** Opening Information supplied block **
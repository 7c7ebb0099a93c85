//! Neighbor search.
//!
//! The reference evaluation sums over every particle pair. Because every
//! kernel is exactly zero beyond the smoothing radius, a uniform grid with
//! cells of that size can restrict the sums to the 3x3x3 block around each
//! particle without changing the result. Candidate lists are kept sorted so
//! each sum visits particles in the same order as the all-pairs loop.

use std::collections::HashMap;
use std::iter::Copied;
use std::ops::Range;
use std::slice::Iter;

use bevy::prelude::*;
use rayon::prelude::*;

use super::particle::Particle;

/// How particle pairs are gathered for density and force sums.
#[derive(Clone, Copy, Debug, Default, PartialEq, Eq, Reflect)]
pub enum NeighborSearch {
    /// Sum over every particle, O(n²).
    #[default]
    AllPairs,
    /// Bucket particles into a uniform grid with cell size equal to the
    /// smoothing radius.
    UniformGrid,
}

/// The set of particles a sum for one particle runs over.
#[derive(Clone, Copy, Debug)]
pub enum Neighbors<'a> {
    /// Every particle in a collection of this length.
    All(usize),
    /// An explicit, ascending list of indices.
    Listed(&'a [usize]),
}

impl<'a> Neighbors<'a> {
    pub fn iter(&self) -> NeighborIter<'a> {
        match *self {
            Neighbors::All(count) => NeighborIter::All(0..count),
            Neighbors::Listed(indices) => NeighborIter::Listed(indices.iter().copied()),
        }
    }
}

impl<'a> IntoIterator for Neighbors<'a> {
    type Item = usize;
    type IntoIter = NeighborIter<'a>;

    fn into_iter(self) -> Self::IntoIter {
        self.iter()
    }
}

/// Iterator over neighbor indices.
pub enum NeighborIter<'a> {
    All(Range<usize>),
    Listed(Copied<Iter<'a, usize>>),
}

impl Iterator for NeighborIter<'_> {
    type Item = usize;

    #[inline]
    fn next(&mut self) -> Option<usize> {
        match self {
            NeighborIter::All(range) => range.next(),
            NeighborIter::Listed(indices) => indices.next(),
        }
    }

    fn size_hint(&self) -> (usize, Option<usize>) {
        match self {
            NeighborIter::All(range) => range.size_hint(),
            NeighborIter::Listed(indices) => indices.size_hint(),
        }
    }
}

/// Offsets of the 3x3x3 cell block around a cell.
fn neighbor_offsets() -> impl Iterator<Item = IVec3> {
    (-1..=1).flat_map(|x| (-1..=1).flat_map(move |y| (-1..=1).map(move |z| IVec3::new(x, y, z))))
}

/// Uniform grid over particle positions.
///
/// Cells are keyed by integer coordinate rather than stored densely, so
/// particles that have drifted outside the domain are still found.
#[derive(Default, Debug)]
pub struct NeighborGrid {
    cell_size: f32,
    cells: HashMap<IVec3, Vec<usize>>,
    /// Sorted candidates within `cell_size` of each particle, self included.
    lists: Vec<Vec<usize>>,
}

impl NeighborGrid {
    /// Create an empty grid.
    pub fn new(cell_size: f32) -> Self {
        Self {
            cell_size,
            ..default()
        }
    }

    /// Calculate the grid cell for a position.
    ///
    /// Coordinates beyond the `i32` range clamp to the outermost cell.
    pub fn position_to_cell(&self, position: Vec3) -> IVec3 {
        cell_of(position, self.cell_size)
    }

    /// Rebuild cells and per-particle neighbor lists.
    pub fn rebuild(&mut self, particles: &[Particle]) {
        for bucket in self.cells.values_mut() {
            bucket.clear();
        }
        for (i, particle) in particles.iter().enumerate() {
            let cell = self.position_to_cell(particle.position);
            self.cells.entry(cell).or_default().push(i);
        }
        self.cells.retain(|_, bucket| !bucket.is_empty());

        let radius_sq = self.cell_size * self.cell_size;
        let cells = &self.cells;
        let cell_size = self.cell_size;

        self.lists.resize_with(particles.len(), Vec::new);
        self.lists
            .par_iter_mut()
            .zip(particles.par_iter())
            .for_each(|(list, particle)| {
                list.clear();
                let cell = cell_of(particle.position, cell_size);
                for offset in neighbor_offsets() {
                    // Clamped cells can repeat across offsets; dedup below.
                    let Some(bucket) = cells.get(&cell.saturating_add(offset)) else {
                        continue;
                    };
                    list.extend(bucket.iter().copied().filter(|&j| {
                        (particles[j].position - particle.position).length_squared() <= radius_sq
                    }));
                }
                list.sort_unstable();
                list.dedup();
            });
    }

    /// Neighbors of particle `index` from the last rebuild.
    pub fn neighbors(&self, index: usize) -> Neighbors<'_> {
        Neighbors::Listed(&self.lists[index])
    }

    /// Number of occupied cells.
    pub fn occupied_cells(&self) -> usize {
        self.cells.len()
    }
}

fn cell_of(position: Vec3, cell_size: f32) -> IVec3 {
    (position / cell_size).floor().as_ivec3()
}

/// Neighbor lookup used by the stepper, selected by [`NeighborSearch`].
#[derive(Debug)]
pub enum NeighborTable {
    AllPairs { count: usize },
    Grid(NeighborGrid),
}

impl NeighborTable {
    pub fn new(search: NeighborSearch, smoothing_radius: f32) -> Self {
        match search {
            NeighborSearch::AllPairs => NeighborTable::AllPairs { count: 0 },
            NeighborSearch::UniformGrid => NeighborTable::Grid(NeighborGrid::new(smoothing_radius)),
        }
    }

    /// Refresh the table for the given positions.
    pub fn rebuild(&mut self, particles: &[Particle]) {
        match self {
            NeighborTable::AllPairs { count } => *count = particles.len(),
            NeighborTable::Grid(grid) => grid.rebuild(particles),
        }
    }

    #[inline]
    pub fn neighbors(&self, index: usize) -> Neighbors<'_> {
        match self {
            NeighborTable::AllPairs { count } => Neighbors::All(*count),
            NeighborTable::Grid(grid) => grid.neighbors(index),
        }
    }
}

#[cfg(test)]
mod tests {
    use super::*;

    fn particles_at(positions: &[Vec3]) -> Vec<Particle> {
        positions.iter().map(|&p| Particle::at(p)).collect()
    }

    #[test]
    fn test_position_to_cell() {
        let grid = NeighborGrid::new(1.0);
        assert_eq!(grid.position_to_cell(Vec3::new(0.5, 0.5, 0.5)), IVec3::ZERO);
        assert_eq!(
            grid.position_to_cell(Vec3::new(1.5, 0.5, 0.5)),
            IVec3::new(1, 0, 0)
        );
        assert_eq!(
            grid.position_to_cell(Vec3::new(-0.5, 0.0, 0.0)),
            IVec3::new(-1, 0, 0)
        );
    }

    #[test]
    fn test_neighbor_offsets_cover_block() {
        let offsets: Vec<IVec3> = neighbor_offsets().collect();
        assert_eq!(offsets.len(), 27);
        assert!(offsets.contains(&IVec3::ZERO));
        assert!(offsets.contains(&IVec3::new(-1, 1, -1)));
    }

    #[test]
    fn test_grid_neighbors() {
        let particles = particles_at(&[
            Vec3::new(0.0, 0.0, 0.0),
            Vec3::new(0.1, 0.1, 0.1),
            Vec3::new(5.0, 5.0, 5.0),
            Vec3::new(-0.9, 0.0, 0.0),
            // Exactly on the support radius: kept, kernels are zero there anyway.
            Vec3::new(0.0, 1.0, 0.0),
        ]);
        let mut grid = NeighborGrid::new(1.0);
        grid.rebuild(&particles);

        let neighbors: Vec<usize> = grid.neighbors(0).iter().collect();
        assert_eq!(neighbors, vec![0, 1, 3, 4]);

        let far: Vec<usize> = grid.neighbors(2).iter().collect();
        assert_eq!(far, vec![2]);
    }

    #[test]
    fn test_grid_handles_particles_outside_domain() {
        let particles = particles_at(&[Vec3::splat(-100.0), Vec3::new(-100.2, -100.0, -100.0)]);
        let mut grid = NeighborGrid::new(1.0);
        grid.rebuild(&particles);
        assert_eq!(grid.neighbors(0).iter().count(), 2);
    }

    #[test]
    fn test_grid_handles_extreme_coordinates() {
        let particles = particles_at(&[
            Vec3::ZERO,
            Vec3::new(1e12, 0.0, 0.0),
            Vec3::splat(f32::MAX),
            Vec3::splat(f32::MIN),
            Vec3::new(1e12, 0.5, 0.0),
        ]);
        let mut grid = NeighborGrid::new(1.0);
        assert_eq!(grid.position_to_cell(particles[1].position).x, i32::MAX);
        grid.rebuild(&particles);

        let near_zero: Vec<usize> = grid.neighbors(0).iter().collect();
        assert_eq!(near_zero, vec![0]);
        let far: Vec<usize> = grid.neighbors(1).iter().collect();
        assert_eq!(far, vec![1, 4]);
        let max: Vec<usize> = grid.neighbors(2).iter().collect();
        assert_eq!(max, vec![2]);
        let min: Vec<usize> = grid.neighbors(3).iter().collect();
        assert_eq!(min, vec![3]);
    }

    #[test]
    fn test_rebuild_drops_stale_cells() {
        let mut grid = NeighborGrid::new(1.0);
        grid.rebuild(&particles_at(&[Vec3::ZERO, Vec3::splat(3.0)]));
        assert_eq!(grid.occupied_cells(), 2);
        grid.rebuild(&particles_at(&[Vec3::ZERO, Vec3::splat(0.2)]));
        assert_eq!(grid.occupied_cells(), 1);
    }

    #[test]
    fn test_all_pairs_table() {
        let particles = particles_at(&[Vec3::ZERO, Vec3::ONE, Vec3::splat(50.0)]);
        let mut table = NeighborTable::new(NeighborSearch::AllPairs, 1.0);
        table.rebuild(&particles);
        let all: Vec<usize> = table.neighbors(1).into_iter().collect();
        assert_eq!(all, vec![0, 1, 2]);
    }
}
** Closing Information supplied block **
** Opening Information supplied block **
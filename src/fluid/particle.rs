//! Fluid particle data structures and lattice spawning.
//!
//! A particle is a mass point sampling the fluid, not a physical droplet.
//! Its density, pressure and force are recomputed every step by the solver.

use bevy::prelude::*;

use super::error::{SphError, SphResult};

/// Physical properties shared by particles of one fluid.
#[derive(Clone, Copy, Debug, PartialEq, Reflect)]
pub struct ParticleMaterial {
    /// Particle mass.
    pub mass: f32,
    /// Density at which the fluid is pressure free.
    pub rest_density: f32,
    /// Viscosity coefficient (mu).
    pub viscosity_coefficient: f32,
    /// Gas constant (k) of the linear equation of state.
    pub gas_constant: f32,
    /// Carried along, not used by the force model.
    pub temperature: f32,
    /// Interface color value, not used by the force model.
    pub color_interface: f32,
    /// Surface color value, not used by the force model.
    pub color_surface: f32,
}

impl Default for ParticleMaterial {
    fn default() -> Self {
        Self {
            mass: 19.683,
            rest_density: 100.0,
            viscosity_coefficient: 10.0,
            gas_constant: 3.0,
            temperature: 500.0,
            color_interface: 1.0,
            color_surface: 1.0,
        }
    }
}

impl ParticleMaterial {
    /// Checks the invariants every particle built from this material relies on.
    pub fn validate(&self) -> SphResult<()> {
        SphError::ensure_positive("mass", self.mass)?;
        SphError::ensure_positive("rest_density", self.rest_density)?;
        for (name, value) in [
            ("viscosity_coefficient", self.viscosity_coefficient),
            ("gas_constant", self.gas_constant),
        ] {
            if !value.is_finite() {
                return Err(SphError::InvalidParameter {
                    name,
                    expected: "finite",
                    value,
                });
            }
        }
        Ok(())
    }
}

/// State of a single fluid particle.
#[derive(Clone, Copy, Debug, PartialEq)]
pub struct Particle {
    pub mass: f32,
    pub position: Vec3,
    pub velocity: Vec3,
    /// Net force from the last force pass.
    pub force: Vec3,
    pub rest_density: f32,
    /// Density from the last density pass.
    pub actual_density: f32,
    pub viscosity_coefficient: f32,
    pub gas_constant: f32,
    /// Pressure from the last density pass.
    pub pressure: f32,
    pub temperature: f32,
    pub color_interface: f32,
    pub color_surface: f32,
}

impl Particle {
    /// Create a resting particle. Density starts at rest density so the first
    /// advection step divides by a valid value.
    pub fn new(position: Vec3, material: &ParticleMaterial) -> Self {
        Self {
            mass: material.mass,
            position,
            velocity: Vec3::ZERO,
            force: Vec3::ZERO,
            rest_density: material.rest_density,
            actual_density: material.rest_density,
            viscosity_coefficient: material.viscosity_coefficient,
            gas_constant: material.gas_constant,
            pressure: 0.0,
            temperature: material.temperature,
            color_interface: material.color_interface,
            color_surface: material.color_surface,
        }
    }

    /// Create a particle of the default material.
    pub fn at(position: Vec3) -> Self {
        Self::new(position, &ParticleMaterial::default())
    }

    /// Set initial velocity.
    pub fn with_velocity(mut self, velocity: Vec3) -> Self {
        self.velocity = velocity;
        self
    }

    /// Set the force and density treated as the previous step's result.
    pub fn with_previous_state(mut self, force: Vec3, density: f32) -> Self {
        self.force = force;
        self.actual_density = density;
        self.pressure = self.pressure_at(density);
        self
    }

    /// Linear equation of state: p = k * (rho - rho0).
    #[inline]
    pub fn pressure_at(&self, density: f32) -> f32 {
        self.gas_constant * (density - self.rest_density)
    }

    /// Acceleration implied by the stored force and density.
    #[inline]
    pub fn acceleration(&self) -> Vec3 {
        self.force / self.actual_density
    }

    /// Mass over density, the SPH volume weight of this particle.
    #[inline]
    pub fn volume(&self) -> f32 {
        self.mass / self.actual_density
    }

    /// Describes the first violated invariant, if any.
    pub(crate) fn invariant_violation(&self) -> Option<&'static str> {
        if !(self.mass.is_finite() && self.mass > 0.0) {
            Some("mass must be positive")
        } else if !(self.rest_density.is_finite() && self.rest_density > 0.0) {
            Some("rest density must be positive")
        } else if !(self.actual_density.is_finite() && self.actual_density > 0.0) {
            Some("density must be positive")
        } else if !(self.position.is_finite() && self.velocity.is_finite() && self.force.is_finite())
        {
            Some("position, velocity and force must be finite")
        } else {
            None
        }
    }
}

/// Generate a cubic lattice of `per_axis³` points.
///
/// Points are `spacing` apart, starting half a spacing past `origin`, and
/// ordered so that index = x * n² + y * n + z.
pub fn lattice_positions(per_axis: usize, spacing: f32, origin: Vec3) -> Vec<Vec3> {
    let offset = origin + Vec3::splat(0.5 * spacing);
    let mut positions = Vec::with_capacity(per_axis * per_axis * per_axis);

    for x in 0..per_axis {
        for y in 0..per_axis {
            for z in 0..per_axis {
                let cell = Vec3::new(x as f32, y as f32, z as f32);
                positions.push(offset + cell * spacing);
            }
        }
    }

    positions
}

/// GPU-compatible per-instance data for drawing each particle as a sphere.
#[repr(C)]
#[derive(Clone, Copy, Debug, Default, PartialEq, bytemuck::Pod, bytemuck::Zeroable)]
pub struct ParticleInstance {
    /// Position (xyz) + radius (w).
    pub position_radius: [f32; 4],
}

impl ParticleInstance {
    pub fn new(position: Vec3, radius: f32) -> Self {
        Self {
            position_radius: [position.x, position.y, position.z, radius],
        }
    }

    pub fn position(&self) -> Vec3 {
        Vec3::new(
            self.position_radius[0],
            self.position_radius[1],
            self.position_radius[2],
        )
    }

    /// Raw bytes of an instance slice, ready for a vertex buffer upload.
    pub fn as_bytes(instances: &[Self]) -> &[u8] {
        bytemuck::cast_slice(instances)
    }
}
** Closing Information supplied block **
** Opening Information supplied block **
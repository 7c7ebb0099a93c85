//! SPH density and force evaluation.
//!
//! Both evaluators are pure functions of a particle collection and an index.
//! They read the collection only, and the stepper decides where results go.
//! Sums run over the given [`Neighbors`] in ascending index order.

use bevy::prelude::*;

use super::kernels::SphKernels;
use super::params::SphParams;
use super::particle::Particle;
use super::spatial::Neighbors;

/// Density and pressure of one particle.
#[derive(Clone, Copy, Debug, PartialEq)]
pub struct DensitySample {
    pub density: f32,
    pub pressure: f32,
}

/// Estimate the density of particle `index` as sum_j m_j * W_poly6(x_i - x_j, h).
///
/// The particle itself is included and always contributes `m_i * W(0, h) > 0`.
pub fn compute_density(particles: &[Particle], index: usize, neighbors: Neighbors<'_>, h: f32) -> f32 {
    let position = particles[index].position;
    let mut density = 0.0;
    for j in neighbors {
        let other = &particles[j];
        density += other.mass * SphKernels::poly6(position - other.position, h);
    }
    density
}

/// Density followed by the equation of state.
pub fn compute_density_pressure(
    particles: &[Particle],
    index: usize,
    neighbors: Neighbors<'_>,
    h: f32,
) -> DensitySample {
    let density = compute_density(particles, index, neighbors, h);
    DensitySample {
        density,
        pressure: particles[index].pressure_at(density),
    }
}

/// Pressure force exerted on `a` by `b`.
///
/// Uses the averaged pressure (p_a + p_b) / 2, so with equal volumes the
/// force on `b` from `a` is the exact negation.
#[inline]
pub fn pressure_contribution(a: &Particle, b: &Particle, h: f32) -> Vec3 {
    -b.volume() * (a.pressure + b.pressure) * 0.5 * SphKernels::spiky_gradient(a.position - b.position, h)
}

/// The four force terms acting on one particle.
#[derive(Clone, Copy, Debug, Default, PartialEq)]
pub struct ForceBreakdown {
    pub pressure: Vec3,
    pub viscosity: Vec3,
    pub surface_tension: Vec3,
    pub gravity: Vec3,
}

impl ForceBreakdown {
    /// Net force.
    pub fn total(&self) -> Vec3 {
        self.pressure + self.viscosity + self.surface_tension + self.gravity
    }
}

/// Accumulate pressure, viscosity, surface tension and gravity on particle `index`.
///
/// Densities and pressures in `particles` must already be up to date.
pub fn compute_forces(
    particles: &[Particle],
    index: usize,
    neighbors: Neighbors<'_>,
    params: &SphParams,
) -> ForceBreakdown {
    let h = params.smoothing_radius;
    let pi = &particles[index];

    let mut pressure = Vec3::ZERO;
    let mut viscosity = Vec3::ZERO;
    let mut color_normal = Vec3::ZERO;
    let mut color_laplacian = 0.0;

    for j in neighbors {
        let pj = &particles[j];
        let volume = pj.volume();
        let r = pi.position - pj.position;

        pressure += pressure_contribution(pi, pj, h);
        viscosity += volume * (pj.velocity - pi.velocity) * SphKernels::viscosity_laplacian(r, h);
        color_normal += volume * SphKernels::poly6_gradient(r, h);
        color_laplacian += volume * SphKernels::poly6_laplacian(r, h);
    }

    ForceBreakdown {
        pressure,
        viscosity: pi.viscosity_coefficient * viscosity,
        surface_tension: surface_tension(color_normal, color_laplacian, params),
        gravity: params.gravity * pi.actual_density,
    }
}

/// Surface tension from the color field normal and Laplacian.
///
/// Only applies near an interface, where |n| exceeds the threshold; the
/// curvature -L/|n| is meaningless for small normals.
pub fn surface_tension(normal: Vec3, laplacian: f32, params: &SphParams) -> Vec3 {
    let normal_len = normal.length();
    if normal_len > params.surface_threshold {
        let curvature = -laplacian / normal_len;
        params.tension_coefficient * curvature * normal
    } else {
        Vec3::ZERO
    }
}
** Closing Information supplied block **
*Directions*.
Number of lines above containing "NeighborIter": state it and nothing else.

*Output of the task*.
10